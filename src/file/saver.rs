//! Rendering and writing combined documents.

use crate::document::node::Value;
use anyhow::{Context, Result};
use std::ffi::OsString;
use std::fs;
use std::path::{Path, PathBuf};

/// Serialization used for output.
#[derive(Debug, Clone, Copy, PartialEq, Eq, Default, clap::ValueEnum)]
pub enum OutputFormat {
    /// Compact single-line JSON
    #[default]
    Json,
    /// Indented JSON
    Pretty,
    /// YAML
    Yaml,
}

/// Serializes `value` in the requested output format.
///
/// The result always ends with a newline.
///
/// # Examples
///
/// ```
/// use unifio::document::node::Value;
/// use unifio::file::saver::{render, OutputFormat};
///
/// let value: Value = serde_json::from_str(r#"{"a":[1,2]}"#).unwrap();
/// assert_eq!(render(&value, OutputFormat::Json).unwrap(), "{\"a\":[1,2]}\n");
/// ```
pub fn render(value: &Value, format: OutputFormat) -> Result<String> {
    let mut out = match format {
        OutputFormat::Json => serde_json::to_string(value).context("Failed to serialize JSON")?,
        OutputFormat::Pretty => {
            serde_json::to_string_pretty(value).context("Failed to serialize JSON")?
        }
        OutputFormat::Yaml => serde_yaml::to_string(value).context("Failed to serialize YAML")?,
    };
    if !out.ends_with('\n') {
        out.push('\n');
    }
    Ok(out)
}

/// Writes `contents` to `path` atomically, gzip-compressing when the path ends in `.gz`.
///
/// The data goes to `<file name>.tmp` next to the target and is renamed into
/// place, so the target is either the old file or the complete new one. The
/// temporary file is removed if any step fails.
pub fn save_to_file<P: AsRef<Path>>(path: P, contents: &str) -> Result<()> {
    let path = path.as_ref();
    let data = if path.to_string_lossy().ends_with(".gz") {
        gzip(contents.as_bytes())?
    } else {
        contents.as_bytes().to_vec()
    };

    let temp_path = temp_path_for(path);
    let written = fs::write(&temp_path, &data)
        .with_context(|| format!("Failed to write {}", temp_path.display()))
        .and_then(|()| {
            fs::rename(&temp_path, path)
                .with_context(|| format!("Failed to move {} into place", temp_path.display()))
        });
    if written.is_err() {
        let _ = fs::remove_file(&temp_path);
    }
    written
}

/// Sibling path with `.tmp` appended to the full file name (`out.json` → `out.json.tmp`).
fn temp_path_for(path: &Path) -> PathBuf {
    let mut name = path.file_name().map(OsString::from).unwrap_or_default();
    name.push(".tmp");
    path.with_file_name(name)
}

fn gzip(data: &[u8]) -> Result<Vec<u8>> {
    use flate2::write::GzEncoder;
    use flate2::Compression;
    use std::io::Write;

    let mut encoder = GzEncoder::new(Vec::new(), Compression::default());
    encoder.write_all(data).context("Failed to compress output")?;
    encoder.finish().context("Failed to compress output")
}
========================================
Task details | Restate the whole of the material exactly.

Solved exercise |
filename src/file/saver.rs
//! Rendering and writing combined documents.

use crate::document::node::Value;
use anyhow::{Context, Result};
use std::ffi::OsString;
use std::fs;
use std::path::{Path, PathBuf};

/// Serialization used for output.
#[derive(Debug, Clone, Copy, PartialEq, Eq, Default, clap::ValueEnum)]
pub enum OutputFormat {
    /// Compact single-line JSON
    #[default]
    Json,
    /// Indented JSON
    Pretty,
    /// YAML
    Yaml,
}

/// Serializes `value` in the requested output format.
///
/// The result always ends with a newline.
///
/// # Examples
///
/// ```
/// use unifio::document::node::Value;
/// use unifio::file::saver::{render, OutputFormat};
///
/// let value: Value = serde_json::from_str(r#"{"a":[1,2]}"#).unwrap();
/// assert_eq!(render(&value, OutputFormat::Json).unwrap(), "{\"a\":[1,2]}\n");
/// ```
pub fn render(value: &Value, format: OutputFormat) -> Result<String> {
    let mut out = match format {
        OutputFormat::Json => serde_json::to_string(value).context("Failed to serialize JSON")?,
        OutputFormat::Pretty => {
            serde_json::to_string_pretty(value).context("Failed to serialize JSON")?
        }
        OutputFormat::Yaml => serde_yaml::to_string(value).context("Failed to serialize YAML")?,
    };
    if !out.ends_with('\n') {
        out.push('\n');
    }
    Ok(out)
}

/// Writes `contents` to `path` atomically, gzip-compressing when the path ends in `.gz`.
///
/// The data goes to `<file name>.tmp` next to the target and is renamed into
/// place, so the target is either the old file or the complete new one. The
/// temporary file is removed if any step fails.
pub fn save_to_file<P: AsRef<Path>>(path: P, contents: &str) -> Result<()> {
    let path = path.as_ref();
    let data = if path.to_string_lossy().ends_with(".gz") {
        gzip(contents.as_bytes())?
    } else {
        contents.as_bytes().to_vec()
    };

    let temp_path = temp_path_for(path);
    let written = fs::write(&temp_path, &data)
        .with_context(|| format!("Failed to write {}", temp_path.display()))
        .and_then(|()| {
            fs::rename(&temp_path, path)
                .with_context(|| format!("Failed to move {} into place", temp_path.display()))
        });
    if written.is_err() {
        let _ = fs::remove_file(&temp_path);
    }
    written
}

/// Sibling path with `.tmp` appended to the full file name (`out.json` → `out.json.tmp`).
fn temp_path_for(path: &Path) -> PathBuf {
    let mut name = path.file_name().map(OsString::from).unwrap_or_default();
    name.push(".tmp");
    path.with_file_name(name)
}

fn gzip(data: &[u8]) -> Result<Vec<u8>> {
    use flate2::write::GzEncoder;
    use flate2::Compression;
    use std::io::Write;

    let mut encoder = GzEncoder::new(Vec::new(), Compression::default());
    encoder.write_all(data).context("Failed to compress output")?;
    encoder.finish().context("Failed to compress output")
}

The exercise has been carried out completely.